_Exercise input_:
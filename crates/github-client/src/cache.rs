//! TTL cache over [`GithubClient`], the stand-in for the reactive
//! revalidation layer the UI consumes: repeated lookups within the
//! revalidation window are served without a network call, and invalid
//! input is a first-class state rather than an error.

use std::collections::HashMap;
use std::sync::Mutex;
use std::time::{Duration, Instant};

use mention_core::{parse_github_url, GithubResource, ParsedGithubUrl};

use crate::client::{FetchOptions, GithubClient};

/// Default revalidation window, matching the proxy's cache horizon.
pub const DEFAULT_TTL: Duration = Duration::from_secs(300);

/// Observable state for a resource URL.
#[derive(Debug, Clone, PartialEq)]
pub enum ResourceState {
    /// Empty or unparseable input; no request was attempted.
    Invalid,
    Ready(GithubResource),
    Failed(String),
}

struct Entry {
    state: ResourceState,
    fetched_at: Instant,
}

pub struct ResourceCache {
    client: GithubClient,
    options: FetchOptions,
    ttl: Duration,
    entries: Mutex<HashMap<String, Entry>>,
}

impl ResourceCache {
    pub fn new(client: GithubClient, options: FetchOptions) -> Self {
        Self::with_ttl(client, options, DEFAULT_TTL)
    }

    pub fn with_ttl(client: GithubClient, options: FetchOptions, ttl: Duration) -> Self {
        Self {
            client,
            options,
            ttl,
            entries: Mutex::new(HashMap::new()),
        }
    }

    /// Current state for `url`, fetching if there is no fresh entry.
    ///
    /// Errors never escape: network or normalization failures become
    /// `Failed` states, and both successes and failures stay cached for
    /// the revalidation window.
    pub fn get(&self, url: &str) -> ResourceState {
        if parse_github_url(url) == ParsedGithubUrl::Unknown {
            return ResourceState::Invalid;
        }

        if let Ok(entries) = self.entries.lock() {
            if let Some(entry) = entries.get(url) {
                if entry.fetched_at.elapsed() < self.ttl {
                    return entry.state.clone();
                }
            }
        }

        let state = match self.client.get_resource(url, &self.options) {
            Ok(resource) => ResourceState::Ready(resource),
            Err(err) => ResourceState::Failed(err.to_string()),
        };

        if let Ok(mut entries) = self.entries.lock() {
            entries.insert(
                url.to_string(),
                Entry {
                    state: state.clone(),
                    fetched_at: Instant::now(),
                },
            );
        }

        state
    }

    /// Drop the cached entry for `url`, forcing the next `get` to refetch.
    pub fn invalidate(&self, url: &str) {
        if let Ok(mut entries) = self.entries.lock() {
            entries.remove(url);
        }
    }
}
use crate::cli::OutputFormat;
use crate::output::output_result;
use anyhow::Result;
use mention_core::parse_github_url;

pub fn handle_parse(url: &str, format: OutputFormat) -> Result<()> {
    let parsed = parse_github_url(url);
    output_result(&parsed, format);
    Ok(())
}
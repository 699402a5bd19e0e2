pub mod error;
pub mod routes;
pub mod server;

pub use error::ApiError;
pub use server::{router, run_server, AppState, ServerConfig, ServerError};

---

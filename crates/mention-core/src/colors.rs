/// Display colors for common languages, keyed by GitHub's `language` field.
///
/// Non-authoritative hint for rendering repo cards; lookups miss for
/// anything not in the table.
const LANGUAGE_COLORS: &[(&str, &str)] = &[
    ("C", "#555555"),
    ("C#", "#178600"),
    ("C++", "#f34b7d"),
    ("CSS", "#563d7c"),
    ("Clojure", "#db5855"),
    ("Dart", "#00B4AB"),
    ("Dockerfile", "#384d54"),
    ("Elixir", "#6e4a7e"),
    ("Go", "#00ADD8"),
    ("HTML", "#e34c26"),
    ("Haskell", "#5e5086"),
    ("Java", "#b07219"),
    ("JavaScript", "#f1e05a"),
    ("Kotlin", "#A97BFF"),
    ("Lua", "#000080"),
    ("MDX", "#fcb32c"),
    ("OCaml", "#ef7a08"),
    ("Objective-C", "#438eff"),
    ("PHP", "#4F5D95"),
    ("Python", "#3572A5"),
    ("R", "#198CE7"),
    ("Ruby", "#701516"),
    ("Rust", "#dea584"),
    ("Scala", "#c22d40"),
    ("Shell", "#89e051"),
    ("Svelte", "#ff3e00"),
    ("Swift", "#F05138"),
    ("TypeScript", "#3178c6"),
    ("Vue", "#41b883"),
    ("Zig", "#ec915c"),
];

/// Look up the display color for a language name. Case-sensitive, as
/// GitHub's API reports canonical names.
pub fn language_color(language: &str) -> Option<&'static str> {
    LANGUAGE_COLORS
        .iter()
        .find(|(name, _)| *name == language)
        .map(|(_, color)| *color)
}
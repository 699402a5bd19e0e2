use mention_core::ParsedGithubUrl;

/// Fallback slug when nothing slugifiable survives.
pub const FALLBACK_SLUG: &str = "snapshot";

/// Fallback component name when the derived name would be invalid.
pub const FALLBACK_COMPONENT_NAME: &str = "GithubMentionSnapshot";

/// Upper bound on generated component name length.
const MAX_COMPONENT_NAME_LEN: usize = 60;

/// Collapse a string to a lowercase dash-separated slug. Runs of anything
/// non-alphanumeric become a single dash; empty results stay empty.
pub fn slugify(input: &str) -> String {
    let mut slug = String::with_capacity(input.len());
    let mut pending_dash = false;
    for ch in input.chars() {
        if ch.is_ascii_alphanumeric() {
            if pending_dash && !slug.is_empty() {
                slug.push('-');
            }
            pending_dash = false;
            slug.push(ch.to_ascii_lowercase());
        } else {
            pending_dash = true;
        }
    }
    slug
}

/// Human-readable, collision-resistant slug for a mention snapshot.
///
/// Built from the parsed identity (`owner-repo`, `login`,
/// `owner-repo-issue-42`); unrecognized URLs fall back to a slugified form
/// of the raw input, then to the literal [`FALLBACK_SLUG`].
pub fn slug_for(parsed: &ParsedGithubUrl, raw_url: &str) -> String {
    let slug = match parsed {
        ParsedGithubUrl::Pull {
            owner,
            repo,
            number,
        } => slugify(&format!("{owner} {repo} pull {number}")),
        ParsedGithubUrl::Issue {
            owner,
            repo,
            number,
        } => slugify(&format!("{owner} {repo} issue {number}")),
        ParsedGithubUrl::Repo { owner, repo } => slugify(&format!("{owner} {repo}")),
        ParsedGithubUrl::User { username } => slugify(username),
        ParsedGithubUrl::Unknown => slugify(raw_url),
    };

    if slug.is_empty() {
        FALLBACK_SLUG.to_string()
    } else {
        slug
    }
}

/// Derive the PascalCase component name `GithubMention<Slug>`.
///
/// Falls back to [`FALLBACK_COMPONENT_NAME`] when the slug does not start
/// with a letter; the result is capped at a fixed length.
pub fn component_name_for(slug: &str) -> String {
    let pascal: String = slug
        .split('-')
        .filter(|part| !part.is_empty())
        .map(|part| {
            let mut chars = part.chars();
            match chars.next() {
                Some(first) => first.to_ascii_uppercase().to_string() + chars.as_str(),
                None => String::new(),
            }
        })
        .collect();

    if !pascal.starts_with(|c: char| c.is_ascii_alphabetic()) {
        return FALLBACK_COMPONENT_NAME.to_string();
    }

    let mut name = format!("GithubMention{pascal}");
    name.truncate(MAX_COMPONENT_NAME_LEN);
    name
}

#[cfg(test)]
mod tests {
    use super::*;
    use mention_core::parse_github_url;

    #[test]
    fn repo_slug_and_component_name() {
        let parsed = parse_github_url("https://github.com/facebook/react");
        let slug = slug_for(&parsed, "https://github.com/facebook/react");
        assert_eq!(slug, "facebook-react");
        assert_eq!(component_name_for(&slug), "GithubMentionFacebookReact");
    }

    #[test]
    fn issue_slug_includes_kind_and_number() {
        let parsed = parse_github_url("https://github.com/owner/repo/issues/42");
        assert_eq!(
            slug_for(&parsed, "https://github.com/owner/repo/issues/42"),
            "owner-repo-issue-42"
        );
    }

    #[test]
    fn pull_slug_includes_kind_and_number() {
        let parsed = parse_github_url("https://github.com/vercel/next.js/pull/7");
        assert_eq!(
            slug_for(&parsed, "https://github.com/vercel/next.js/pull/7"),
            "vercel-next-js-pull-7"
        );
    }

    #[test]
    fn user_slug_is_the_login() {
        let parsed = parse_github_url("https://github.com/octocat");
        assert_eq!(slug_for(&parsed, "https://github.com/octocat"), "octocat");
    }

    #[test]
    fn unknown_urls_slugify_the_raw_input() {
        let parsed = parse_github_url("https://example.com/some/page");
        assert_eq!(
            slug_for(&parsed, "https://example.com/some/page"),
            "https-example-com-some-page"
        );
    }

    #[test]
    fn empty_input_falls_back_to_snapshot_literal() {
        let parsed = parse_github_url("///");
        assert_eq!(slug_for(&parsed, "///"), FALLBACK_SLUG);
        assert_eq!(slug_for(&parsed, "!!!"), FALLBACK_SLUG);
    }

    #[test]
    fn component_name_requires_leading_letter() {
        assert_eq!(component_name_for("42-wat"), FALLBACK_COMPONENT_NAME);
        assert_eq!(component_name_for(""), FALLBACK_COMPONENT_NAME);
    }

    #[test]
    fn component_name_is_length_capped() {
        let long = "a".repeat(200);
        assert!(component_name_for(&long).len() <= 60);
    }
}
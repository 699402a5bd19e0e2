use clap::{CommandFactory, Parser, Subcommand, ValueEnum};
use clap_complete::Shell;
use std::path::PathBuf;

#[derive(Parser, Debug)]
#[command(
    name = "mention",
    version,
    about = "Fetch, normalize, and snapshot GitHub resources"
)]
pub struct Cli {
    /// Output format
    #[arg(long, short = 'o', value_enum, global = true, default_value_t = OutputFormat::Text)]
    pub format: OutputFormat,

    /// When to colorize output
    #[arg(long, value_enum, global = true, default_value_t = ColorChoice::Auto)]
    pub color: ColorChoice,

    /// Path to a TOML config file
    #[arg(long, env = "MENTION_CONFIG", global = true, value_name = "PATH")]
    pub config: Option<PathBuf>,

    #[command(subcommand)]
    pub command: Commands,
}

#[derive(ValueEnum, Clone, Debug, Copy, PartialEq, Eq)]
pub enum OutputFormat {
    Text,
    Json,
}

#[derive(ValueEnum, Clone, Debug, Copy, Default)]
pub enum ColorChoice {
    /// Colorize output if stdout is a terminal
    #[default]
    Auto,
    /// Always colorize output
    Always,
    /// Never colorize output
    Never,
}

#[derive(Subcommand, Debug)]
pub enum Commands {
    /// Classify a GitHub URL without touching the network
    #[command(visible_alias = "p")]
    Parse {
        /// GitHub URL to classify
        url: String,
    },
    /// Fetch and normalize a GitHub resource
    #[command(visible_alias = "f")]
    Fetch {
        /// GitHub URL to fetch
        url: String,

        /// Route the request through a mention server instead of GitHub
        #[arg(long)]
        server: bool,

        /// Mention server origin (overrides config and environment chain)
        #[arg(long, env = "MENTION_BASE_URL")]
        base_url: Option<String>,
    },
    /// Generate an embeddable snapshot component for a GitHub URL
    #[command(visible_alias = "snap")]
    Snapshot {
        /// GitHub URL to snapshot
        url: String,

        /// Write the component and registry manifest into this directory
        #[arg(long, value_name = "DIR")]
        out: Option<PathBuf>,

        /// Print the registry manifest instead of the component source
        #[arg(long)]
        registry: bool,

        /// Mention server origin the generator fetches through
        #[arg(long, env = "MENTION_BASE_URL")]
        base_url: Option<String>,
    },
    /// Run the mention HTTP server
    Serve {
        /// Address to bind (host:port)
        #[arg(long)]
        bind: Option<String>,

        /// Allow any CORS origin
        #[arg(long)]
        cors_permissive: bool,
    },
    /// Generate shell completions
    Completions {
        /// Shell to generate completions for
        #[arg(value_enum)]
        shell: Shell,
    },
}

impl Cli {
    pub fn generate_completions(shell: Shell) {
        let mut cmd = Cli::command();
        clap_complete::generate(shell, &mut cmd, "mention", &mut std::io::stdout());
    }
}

_What you need to do_: Return only the number of lines in the entries above that contain the word "PathBuf".

_Answer box_: 3